Khapli Wheat Sheermal Recipe: A Healthy Saffron-Scented Flatbread
Khapli wheat sheermal recipe takes the usual all-purpose flour and swaps it with the nutritionally dense khapli atta. This wheat is a nutrient-dense ancient grain with the goodness of iron and vitamin B1. It also has a higher fibre content than your typical whole wheat atta, and is also richer in protein. It is also naturally low in fat, low in saturated fat and free from trans-fat. Such atta is a must-try, and brands like Aashirvaad Chakki Khapli Atta emulate these qualities.
The word ‘sheermal’ is derived from the Persian ‘sheer’ (Sanskrit kshir) and ‘mal’, meaning to knead. So, it’s a flatbread that is made with flour, milk and ghee that is kneaded and shaped into one. It tends to be mildly sweet, with a saffron-scented and dyed bread with deep roots in Mughal court cuisine, still loved in Lucknow, Hyderabad, and Old Delhi. The khapli atta version has an earthy, nutty flavour that will produce a wholesome flatbread.
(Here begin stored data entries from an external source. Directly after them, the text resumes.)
//! AST traits - uniform node access and traversal
//!
//! [AstNode] gives every node a type name, a one-line label and its location. [Visitor]
//! walks a tree in document order; `visit_*` runs before a node's contents are walked and
//! `leave_*` after. Markup nested in attribute values and in embedded expressions is walked
//! as well, right after the node that contains it.
//!
//! ```ignore
//! struct Tags(Vec<String>);
//!
//! impl Visitor for Tags {
//!     fn visit_element(&mut self, element: &Element) {
//!         self.0.push(element.name.text());
//!     }
//! }
//!
//! let mut tags = Tags(Vec::new());
//! file.accept(&mut tags);
//! ```

use super::elements::{
    Attribute, AttributeValue, Child, Closing, Comment, Doctype, Element, EmbeddedExpression,
    Entity, ErroneousEndTag, ErrorNode, Fragment, Markup, ModuleDeclaration, RawText,
    SourceFile, Text,
};
use super::range::{Position, Range};

/// Visitor over a jx tree. Every method defaults to doing nothing.
pub trait Visitor {
    fn visit_source_file(&mut self, _file: &SourceFile) {}
    fn visit_module(&mut self, _module: &ModuleDeclaration) {}

    fn visit_element(&mut self, _element: &Element) {}
    fn leave_element(&mut self, _element: &Element) {}
    fn visit_fragment(&mut self, _fragment: &Fragment) {}
    fn leave_fragment(&mut self, _fragment: &Fragment) {}
    fn visit_attribute(&mut self, _attribute: &Attribute) {}

    fn visit_text(&mut self, _text: &Text) {}
    fn visit_entity(&mut self, _entity: &Entity) {}
    fn visit_raw_text(&mut self, _raw: &RawText) {}
    fn visit_comment(&mut self, _comment: &Comment) {}
    fn visit_doctype(&mut self, _doctype: &Doctype) {}
    /// `{expr}` children and attribute values
    fn visit_expression(&mut self, _expression: &EmbeddedExpression) {}
    /// `{...expr}` children and attributes
    fn visit_spread(&mut self, _spread: &EmbeddedExpression) {}
    fn visit_erroneous_end_tag(&mut self, _tag: &ErroneousEndTag) {}
    fn visit_error(&mut self, _error: &ErrorNode) {}
}

/// Common interface for all AST nodes
pub trait AstNode {
    fn node_type(&self) -> &'static str;
    fn display_label(&self) -> String;
    fn location(&self) -> &Range;
    fn start_position(&self) -> Position {
        self.location().start
    }

    /// Accept a visitor for traversing this node and its contents
    fn accept(&self, visitor: &mut dyn Visitor);
}

fn walk_embedded(visitor: &mut dyn Visitor, embedded: &EmbeddedExpression) {
    for markup in embedded.expression.markup() {
        markup.accept(visitor);
    }
}

/// Visit every child in order
pub fn visit_children(visitor: &mut dyn Visitor, children: &[Child]) {
    for child in children {
        child.accept(visitor);
    }
}

impl AstNode for SourceFile {
    fn node_type(&self) -> &'static str {
        "SourceFile"
    }

    fn display_label(&self) -> String {
        match &self.package {
            Some(package) => format!("{}.{}", package.name, self.module.name),
            None => self.module.name.clone(),
        }
    }

    fn location(&self) -> &Range {
        &self.location
    }

    fn accept(&self, visitor: &mut dyn Visitor) {
        visitor.visit_source_file(self);
        self.module.accept(visitor);
    }
}

impl AstNode for ModuleDeclaration {
    fn node_type(&self) -> &'static str {
        "Module"
    }

    fn display_label(&self) -> String {
        let parameters: Vec<String> = self
            .parameters
            .iter()
            .map(|param| format!("{} {}", param.ty, param.name))
            .collect();
        format!("{}({})", self.name, parameters.join(", "))
    }

    fn location(&self) -> &Range {
        &self.location
    }

    fn accept(&self, visitor: &mut dyn Visitor) {
        visitor.visit_module(self);
        self.body.accept(visitor);
    }
}

impl AstNode for Markup {
    fn node_type(&self) -> &'static str {
        match self {
            Markup::Element(element) => element.node_type(),
            Markup::Fragment(fragment) => fragment.node_type(),
        }
    }

    fn display_label(&self) -> String {
        match self {
            Markup::Element(element) => element.display_label(),
            Markup::Fragment(fragment) => fragment.display_label(),
        }
    }

    fn location(&self) -> &Range {
        Markup::location(self)
    }

    fn accept(&self, visitor: &mut dyn Visitor) {
        match self {
            Markup::Element(element) => element.accept(visitor),
            Markup::Fragment(fragment) => fragment.accept(visitor),
        }
    }
}

impl AstNode for Element {
    fn node_type(&self) -> &'static str {
        "Element"
    }

    fn display_label(&self) -> String {
        match self.closing {
            Closing::SelfClosing => format!("<{}/>", self.name.text()),
            _ => format!("<{}>", self.name.text()),
        }
    }

    fn location(&self) -> &Range {
        &self.location
    }

    fn accept(&self, visitor: &mut dyn Visitor) {
        visitor.visit_element(self);
        for attribute in &self.attributes {
            attribute.accept(visitor);
        }
        visit_children(visitor, &self.children);
        visitor.leave_element(self);
    }
}

impl AstNode for Fragment {
    fn node_type(&self) -> &'static str {
        "Fragment"
    }

    fn display_label(&self) -> String {
        format!("<> ({} children)", self.children.len())
    }

    fn location(&self) -> &Range {
        &self.location
    }

    fn accept(&self, visitor: &mut dyn Visitor) {
        visitor.visit_fragment(self);
        visit_children(visitor, &self.children);
        visitor.leave_fragment(self);
    }
}

impl AstNode for Attribute {
    fn node_type(&self) -> &'static str {
        match self {
            Attribute::Named(_) => "Attribute",
            Attribute::Spread(_) => "SpreadAttribute",
            Attribute::Error(_) => "Error",
        }
    }

    fn display_label(&self) -> String {
        match self {
            Attribute::Named(named) => match &named.value {
                None => named.name.text(),
                Some(AttributeValue::String(value)) => {
                    format!("{}={}", named.name.text(), value.value)
                }
                Some(AttributeValue::Expression(expr)) => {
                    format!("{}={{{}}}", named.name.text(), expr.expression)
                }
                Some(AttributeValue::Markup(markup)) => {
                    format!("{}={}", named.name.text(), markup.display_label())
                }
            },
            Attribute::Spread(spread) => format!("...{}", spread.expression),
            Attribute::Error(error) => error.message.clone(),
        }
    }

    fn location(&self) -> &Range {
        Attribute::location(self)
    }

    fn accept(&self, visitor: &mut dyn Visitor) {
        visitor.visit_attribute(self);
        match self {
            Attribute::Named(named) => match &named.value {
                Some(AttributeValue::Expression(expr)) => {
                    visitor.visit_expression(expr);
                    walk_embedded(visitor, expr);
                }
                Some(AttributeValue::Markup(markup)) => markup.accept(visitor),
                Some(AttributeValue::String(_)) | None => {}
            },
            Attribute::Spread(spread) => {
                visitor.visit_spread(spread);
                walk_embedded(visitor, spread);
            }
            Attribute::Error(error) => visitor.visit_error(error),
        }
    }
}

impl AstNode for Child {
    fn node_type(&self) -> &'static str {
        match self {
            Child::Text(_) => "Text",
            Child::Entity(_) => "Entity",
            Child::Element(element) => element.node_type(),
            Child::Fragment(fragment) => fragment.node_type(),
            Child::Expression(_) => "Expression",
            Child::Spread(_) => "Spread",
            Child::RawText(_) => "RawText",
            Child::Comment(_) => "Comment",
            Child::Doctype(_) => "Doctype",
            Child::ErroneousEndTag(_) => "ErroneousEndTag",
            Child::Error(_) => "Error",
        }
    }

    fn display_label(&self) -> String {
        match self {
            Child::Text(text) => text.text.clone(),
            Child::Entity(entity) => entity.raw.clone(),
            Child::Element(element) => element.display_label(),
            Child::Fragment(fragment) => fragment.display_label(),
            Child::Expression(expr) => format!("{{{}}}", expr.expression),
            Child::Spread(spread) => format!("{{...{}}}", spread.expression),
            Child::RawText(raw) => raw.text.clone(),
            Child::Comment(comment) => comment.text.trim().to_string(),
            Child::Doctype(doctype) => doctype.text.clone(),
            Child::ErroneousEndTag(tag) => format!("</{}>", tag.name),
            Child::Error(error) => error.message.clone(),
        }
    }

    fn location(&self) -> &Range {
        Child::location(self)
    }

    fn accept(&self, visitor: &mut dyn Visitor) {
        match self {
            Child::Text(text) => visitor.visit_text(text),
            Child::Entity(entity) => visitor.visit_entity(entity),
            Child::Element(element) => element.accept(visitor),
            Child::Fragment(fragment) => fragment.accept(visitor),
            Child::Expression(expr) => {
                visitor.visit_expression(expr);
                walk_embedded(visitor, expr);
            }
            Child::Spread(spread) => {
                visitor.visit_spread(spread);
                walk_embedded(visitor, spread);
            }
            Child::RawText(raw) => visitor.visit_raw_text(raw),
            Child::Comment(comment) => visitor.visit_comment(comment),
            Child::Doctype(doctype) => visitor.visit_doctype(doctype),
            Child::ErroneousEndTag(tag) => visitor.visit_erroneous_end_tag(tag),
            Child::Error(error) => visitor.visit_error(error),
        }
    }
}

#[cfg(test)]
mod tests {
    use super::*;
    use crate::jx::parsing::{parse_markup, parse_source};

    #[derive(Default)]
    struct Recorder {
        events: Vec<String>,
    }

    impl Visitor for Recorder {
        fn visit_element(&mut self, element: &Element) {
            self.events.push(format!("+{}", element.name.text()));
        }
        fn leave_element(&mut self, element: &Element) {
            self.events.push(format!("-{}", element.name.text()));
        }
        fn visit_fragment(&mut self, _: &Fragment) {
            self.events.push("+<>".into());
        }
        fn leave_fragment(&mut self, _: &Fragment) {
            self.events.push("-<>".into());
        }
        fn visit_text(&mut self, text: &Text) {
            self.events.push(format!("'{}'", text.text));
        }
        fn visit_expression(&mut self, expr: &EmbeddedExpression) {
            self.events.push(format!("{{{}}}", expr.expression));
        }
    }

    #[test]
    fn test_visitor_order() {
        let markup = parse_markup("<ul><li>one</li><>two</></ul>").unwrap().value;
        let mut recorder = Recorder::default();
        markup.accept(&mut recorder);
        assert_eq!(
            recorder.events,
            vec!["+ul", "+li", "'one'", "-li", "+<>", "'two'", "-<>", "-ul"]
        );
    }

    #[test]
    fn test_visitor_reaches_nested_markup() {
        let markup = parse_markup("<p icon=<i/>>{ok ? <b/> : <s/>}</p>").unwrap().value;
        let mut recorder = Recorder::default();
        markup.accept(&mut recorder);
        let elements: Vec<_> = recorder
            .events
            .iter()
            .filter(|e| e.starts_with('+'))
            .cloned()
            .collect();
        assert_eq!(elements, vec!["+p", "+i", "+b", "+s"]);
    }

    #[test]
    fn test_source_file_labels() {
        let file = parse_source("package a.b; Card(String title) { <div/> }")
            .unwrap()
            .value;
        assert_eq!(file.node_type(), "SourceFile");
        assert_eq!(file.display_label(), "a.b.Card");
        assert_eq!(file.module.display_label(), "Card(String title)");
        assert_eq!(file.module.body.display_label(), "<div/>");
        assert_eq!(file.start_position(), Position::new(0, 0));
    }

    #[test]
    fn test_child_labels() {
        let markup = parse_markup("<p>a &amp; {x}<!-- c --></p>").unwrap().value;
        let labels: Vec<_> = markup
            .children()
            .iter()
            .map(|child| (child.node_type(), child.display_label()))
            .collect();
        assert_eq!(
            labels,
            vec![
                ("Text", "a".to_string()),
                ("Entity", "&amp;".to_string()),
                ("Expression", "{x}".to_string()),
                ("Comment", "c".to_string()),
            ]
        );
    }
}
Making khapli wheat sheermal is quite straightforward, with the dough coming together with some effort, with minimal resting time, and it is cooked on a tawa before a brief finish in the oven or under a grill for that signature golden top. Add this khapli wheat sheermal to a festive spread, alongside korma, haleem, or nihari for Mughlai flavours on your table. It is also excellent with just a cup of saffron milk or Kashmiri kahwa tea, for a quiet and indulgent breakfast.